Thursday, August 26, 2010

Craig Paulenich - "For the Game"

I Prometheus in Foul Ground

The World has regained its orbit,
the spiral tightened.
Persephone emerges in right field,
shading her eyes.
The lineup of holy seasons past
remains unbroken.
The gods are remembered,
gloves restrung.
They cross the on-deck circle,
Osiris and Shoeless Joe,
Pete Gray and Mordecai Brown,
Gil Hodges and Gilgamesh.
The vultures of winter
are driven away.
My new heart is
the size of a baseball.



II Playing Ball

Comiskey
Sportsman's Park
Crosley
Ebbets
Forbes

Westinghouse
Five Points
New Virginia
Hogback
Frogtown Road

Finger the bat neck
like a rosary.
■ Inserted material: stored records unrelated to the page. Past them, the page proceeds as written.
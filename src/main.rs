use axum::{Router, http::HeaderValue};
use evm_activity::{AppState, routes, utils::env::EnvVars};
use std::sync::Arc;
use tower_http::cors::{AllowOrigin, Any, CorsLayer};

fn cors_layer(origins: &[String]) -> CorsLayer {
    let allow_origin = if origins.iter().any(|o| o == "*") {
        AllowOrigin::from(Any)
    } else {
        let origins: Vec<HeaderValue> = origins
            .iter()
            .filter_map(|origin| match origin.parse() {
                Ok(value) => Some(value),
                Err(e) => {
                    log::warn!("Ignoring invalid CORS origin {}: {}", origin, e);
                    None
                }
            })
            .collect();
        AllowOrigin::list(origins)
    };

    CorsLayer::new()
        .allow_origin(allow_origin)
        .allow_methods(Any)
        .allow_headers(Any)
}

#[tokio::main]
async fn main() {
    dotenvy::dotenv().ok();

    // Initialize logging
    if std::env::var("RUST_LOG").is_err() {
        unsafe {
            std::env::set_var("RUST_LOG", "info");
        }
    }
    env_logger::init();

    let env_vars = EnvVars::default();
    let port = env_vars.port;
    let cors = cors_layer(&env_vars.cors_allowed_origins);

    let state = Arc::new(AppState::new(env_vars).expect("Failed to initialize app state"));

    let app = Router::new()
        .merge(routes::create_routes(state))
        .layer(cors);

    let addr = format!("0.0.0.0:{}", port);
    let listener = tokio::net::TcpListener::bind(&addr)
        .await
        .expect("Failed to bind listener");

    log::info!("Server running on {}", addr);

    axum::serve(listener, app).await.expect("Server error");
}
//! Event schemas and log decoding
//!
//! An [`EventSchema`] describes one contract event: its name and ordered parameters, each
//! either indexed (carried in a topic) or not (carried as a 32-byte word in the data
//! payload). Schemas are registered in a [`SchemaRegistry`] keyed by signature hash, and
//! decoding is driven entirely by the schema.

use alloy_primitives::{B256, keccak256};
use std::collections::HashMap;
use std::sync::OnceLock;

mod decode;

pub use decode::{DecodeError, DecodedEvent, Token};

/// Static ABI types supported by the decoder
#[derive(Debug, Clone, Copy, PartialEq, Eq)]
pub enum ParamType {
    Address,
    Uint256,
}

impl ParamType {
    pub fn canonical_name(&self) -> &'static str {
        match self {
            ParamType::Address => "address",
            ParamType::Uint256 => "uint256",
        }
    }
}

#[derive(Debug, Clone, PartialEq, Eq)]
pub struct EventParam {
    pub name: &'static str,
    pub kind: ParamType,
    pub indexed: bool,
}

impl EventParam {
    pub const fn indexed(name: &'static str, kind: ParamType) -> Self {
        Self {
            name,
            kind,
            indexed: true,
        }
    }

    pub const fn data(name: &'static str, kind: ParamType) -> Self {
        Self {
            name,
            kind,
            indexed: false,
        }
    }
}

#[derive(Debug, Clone, PartialEq, Eq)]
pub struct EventSchema {
    pub name: &'static str,
    pub params: Vec<EventParam>,
}

impl EventSchema {
    pub fn new(name: &'static str, params: Vec<EventParam>) -> Self {
        Self { name, params }
    }

    /// Canonical signature, e.g. `Transfer(address,address,uint256)`
    pub fn signature(&self) -> String {
        let types: Vec<&str> = self.params.iter().map(|p| p.kind.canonical_name()).collect();
        format!("{}({})", self.name, types.join(","))
    }

    /// keccak256 of the canonical signature; the value of topic[0]
    pub fn selector(&self) -> B256 {
        keccak256(self.signature().as_bytes())
    }

    /// Number of topics a matching log carries (signature plus indexed params)
    pub fn topic_count(&self) -> usize {
        1 + self.params.iter().filter(|p| p.indexed).count()
    }

    /// Minimum payload length in bytes for the non-indexed params
    pub fn data_len(&self) -> usize {
        32 * self.params.iter().filter(|p| !p.indexed).count()
    }
}

/// The NFT `Transfer(address indexed from, address indexed to, uint256 tokenId)` event
///
/// `tokenId` is read from the data payload, so a matching log has exactly 3 topics.
pub fn transfer_schema() -> EventSchema {
    EventSchema::new(
        "Transfer",
        vec![
            EventParam::indexed("from", ParamType::Address),
            EventParam::indexed("to", ParamType::Address),
            EventParam::data("tokenId", ParamType::Uint256),
        ],
    )
}

/// Event schemas keyed by selector
#[derive(Debug, Default)]
pub struct SchemaRegistry {
    schemas: HashMap<B256, EventSchema>,
}

impl SchemaRegistry {
    pub fn new() -> Self {
        Self::default()
    }

    pub fn register(&mut self, schema: EventSchema) {
        self.schemas.insert(schema.selector(), schema);
    }

    pub fn get(&self, selector: &B256) -> Option<&EventSchema> {
        self.schemas.get(selector)
    }
}

static NFT_REGISTRY: OnceLock<SchemaRegistry> = OnceLock::new();

/// Registry holding the fixed NFT contract interface
pub fn nft_registry() -> &'static SchemaRegistry {
    NFT_REGISTRY.get_or_init(|| {
        let mut registry = SchemaRegistry::new();
        registry.register(transfer_schema());
        registry
    })
}
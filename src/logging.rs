use std::env;
use tracing_subscriber::EnvFilter;

/// Install the global tracing subscriber.
///
/// Filter comes from `RUST_LOG`, then `LOG_LEVEL`, then defaults to `info`.
/// `LOG_FORMAT=json` switches to one JSON object per line.
pub fn init() {
    let filter = EnvFilter::try_from_default_env()
        .or_else(|_| EnvFilter::try_new(env::var("LOG_LEVEL").unwrap_or_else(|_| "info".to_string())))
        .unwrap_or_else(|_| EnvFilter::new("info"));

    let json = env::var("LOG_FORMAT").is_ok_and(|v| v.eq_ignore_ascii_case("json"));

    let builder = tracing_subscriber::fmt().with_env_filter(filter);
    if json {
        builder.json().init();
    } else {
        builder.init();
    }
}
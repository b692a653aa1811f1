use crate::error::RelayError;
use std::net::{Ipv4Addr, Ipv6Addr};
use url::{Host, Url};

/// Validate that a proxy target is safe to fetch (SSRF protection).
///
/// Accepts only `http://` and `https://` URLs with a host. Unless
/// `allow_private` is set, IP literals in private/reserved ranges are
/// rejected.
///
/// **Hostnames** are accepted without DNS resolution; a name that resolves
/// to a private address is not caught here.
///
/// # Errors
/// Returns [`RelayError::InvalidInput`] for:
/// - Non-HTTP(S) schemes
/// - URLs without a host
/// - IPv4 addresses in private/reserved ranges
/// - IPv6 loopback, link-local, unique-local or IPv4-mapped private addresses
pub fn validate_target(url: &Url, allow_private: bool) -> Result<(), RelayError> {
    match url.scheme() {
        "http" | "https" => {}
        scheme => {
            return Err(RelayError::InvalidInput(format!(
                "scheme '{scheme}' not allowed, only http/https permitted"
            )));
        }
    }

    let host = url
        .host()
        .ok_or_else(|| RelayError::InvalidInput(format!("no host in {url}")))?;

    if allow_private {
        return Ok(());
    }

    match host {
        Host::Ipv4(ip) if is_blocked_ipv4(ip) => Err(RelayError::InvalidInput(format!(
            "private or reserved IPv4 address not allowed: {ip}"
        ))),
        Host::Ipv6(ip) if is_blocked_ipv6(ip) => Err(RelayError::InvalidInput(format!(
            "private or reserved IPv6 address not allowed: {ip}"
        ))),
        Host::Domain(name) if name.eq_ignore_ascii_case("localhost") => Err(
            RelayError::InvalidInput("localhost not allowed".to_string()),
        ),
        _ => Ok(()),
    }
}

/// Returns `true` for IPv4 addresses in private or reserved ranges.
///
/// Blocked ranges:
/// - `0.0.0.0/8`     : "this" network (RFC 1122)
/// - `10.0.0.0/8`    : RFC 1918 private
/// - `100.64.0.0/10` : carrier-grade NAT (RFC 6598)
/// - `127.0.0.0/8`   : loopback
/// - `169.254.0.0/16`: link-local / cloud-metadata
/// - `172.16.0.0/12` : RFC 1918 private
/// - `192.168.0.0/16`: RFC 1918 private
fn is_blocked_ipv4(ip: Ipv4Addr) -> bool {
    let octets = ip.octets();
    let (a, b) = (octets[0], octets[1]);

    a == 0                               // 0.0.0.0/8
        || a == 10                       // 10.0.0.0/8
        || (a == 100 && (64..=127).contains(&b)) // 100.64.0.0/10
        || a == 127                      // 127.0.0.0/8 loopback
        || (a == 169 && b == 254)        // 169.254.0.0/16 link-local
        || (a == 172 && (16..=31).contains(&b)) // 172.16.0.0/12
        || (a == 192 && b == 168) // 192.168.0.0/16
}

/// Returns `true` for IPv6 addresses in private or reserved ranges.
///
/// Blocked ranges:
/// - `::1/128`         : loopback
/// - `::/128`          : unspecified
/// - `fe80::/10`       : link-local
/// - `fc00::/7`        : unique-local (ULA)
/// - `::ffff:0:0/96`   : IPv4-mapped, checked against the IPv4 list
fn is_blocked_ipv6(ip: Ipv6Addr) -> bool {
    if let Some(v4) = ip.to_ipv4_mapped() {
        return is_blocked_ipv4(v4);
    }
    let s = ip.segments();

    ip.is_loopback()                     // ::1
        || ip.is_unspecified()           // ::
        || (s[0] & 0xffc0) == 0xfe80    // fe80::/10 link-local
        || (s[0] & 0xfe00) == 0xfc00 // fc00::/7 unique-local
}
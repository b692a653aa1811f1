//! CORS response headers.
//!
//! Written by hand rather than through a middleware layer: every response
//! (including errors and preflights that never reach upstream) carries the
//! same fixed allow-list, and rewritten playlists must not advertise
//! `Content-Length`/`Content-Range` as exposed.

use axum::http::{
    HeaderMap, HeaderValue,
    header::{
        ACCESS_CONTROL_ALLOW_HEADERS, ACCESS_CONTROL_ALLOW_METHODS, ACCESS_CONTROL_ALLOW_ORIGIN,
        ACCESS_CONTROL_EXPOSE_HEADERS, ACCESS_CONTROL_MAX_AGE,
    },
};

pub const ALLOW_ORIGIN: &str = "*";
pub const ALLOW_METHODS: &str = "GET, HEAD, OPTIONS";
pub const ALLOW_HEADERS: &str = "Content-Type, Range";
pub const EXPOSE_HEADERS: &str = "Content-Length, Content-Range";
pub const MAX_AGE_SECS: &str = "86400";

/// Whether `Access-Control-Expose-Headers` is sent.
#[derive(Debug, Clone, Copy, PartialEq, Eq)]
pub enum Expose {
    /// Passthrough bodies keep upstream length/range headers.
    LengthAndRange,
    /// Rewritten bodies have no upstream length to expose.
    Nothing,
}

/// Remove any `Access-Control-*` headers copied from upstream.
pub fn strip(headers: &mut HeaderMap) {
    let upstream: Vec<_> = headers
        .keys()
        .filter(|name| name.as_str().starts_with("access-control-"))
        .cloned()
        .collect();
    for name in upstream {
        headers.remove(name);
    }
}

/// Insert the standard CORS headers, replacing any existing ones.
pub fn apply(headers: &mut HeaderMap, expose: Expose) {
    strip(headers);
    headers.insert(ACCESS_CONTROL_ALLOW_ORIGIN, HeaderValue::from_static(ALLOW_ORIGIN));
    headers.insert(ACCESS_CONTROL_ALLOW_METHODS, HeaderValue::from_static(ALLOW_METHODS));
    headers.insert(ACCESS_CONTROL_ALLOW_HEADERS, HeaderValue::from_static(ALLOW_HEADERS));
    if expose == Expose::LengthAndRange {
        headers.insert(ACCESS_CONTROL_EXPOSE_HEADERS, HeaderValue::from_static(EXPOSE_HEADERS));
    }
}

/// Headers for an `OPTIONS` preflight answer.
pub fn preflight() -> HeaderMap {
    let mut headers = HeaderMap::new();
    apply(&mut headers, Expose::Nothing);
    headers.insert(ACCESS_CONTROL_MAX_AGE, HeaderValue::from_static(MAX_AGE_SECS));
    headers
}

#[cfg(test)]
mod tests {
    use super::*;

    #[test]
    fn apply_replaces_upstream_values() {
        let mut headers = HeaderMap::new();
        headers.insert(ACCESS_CONTROL_ALLOW_ORIGIN, HeaderValue::from_static("https://only.me"));
        headers.insert("access-control-allow-credentials", HeaderValue::from_static("true"));

        apply(&mut headers, Expose::LengthAndRange);

        assert_eq!(headers[ACCESS_CONTROL_ALLOW_ORIGIN], "*");
        assert_eq!(headers[ACCESS_CONTROL_ALLOW_METHODS], ALLOW_METHODS);
        assert_eq!(headers[ACCESS_CONTROL_ALLOW_HEADERS], ALLOW_HEADERS);
        assert_eq!(headers[ACCESS_CONTROL_EXPOSE_HEADERS], EXPOSE_HEADERS);
        assert!(headers.get("access-control-allow-credentials").is_none());
    }

    #[test]
    fn playlists_do_not_expose_length() {
        let mut headers = HeaderMap::new();
        apply(&mut headers, Expose::Nothing);
        assert!(headers.get(ACCESS_CONTROL_EXPOSE_HEADERS).is_none());
    }

    #[test]
    fn preflight_carries_max_age() {
        let headers = preflight();
        assert_eq!(headers[ACCESS_CONTROL_MAX_AGE], "86400");
        assert_eq!(headers[ACCESS_CONTROL_ALLOW_METHODS], "GET, HEAD, OPTIONS");
    }
}
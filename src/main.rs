use hls_relay::{config::Config, logging, server};
use tracing::{error, info};

#[tokio::main]
async fn main() {
    logging::init();

    info!("Starting hls-relay v{}", env!("CARGO_PKG_VERSION"));

    let config = match Config::from_env() {
        Ok(c) => c,
        Err(e) => {
            error!("Failed to load config: {}", e);
            std::process::exit(1);
        }
    };

    info!("Running in {} mode", if config.is_dev { "DEV" } else { "PROD" });

    if let Err(e) = server::start(config).await {
        error!("Failed to start server: {}", e);
        std::process::exit(1);
    }
}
It will
raise blisters like roses.
Oil the glove. This cowhide
is not dead. See it
drink, grow supple
and dark?

This is my first season without my father.
The diamond seems more oblique, askew,
the game quieter, the space
between second and third
more crowded, claustrophobic.
The infield is slower, grass taller.
The pitches break in on my wrists,
there isn't time enough
to bring the bat head around.

And so we sacrifice,
moving others up,
bringing them home.
It is, after all, the game which matters.
These small martyrdoms kill the self,
bind us with the dead who have
raised dust on these base paths.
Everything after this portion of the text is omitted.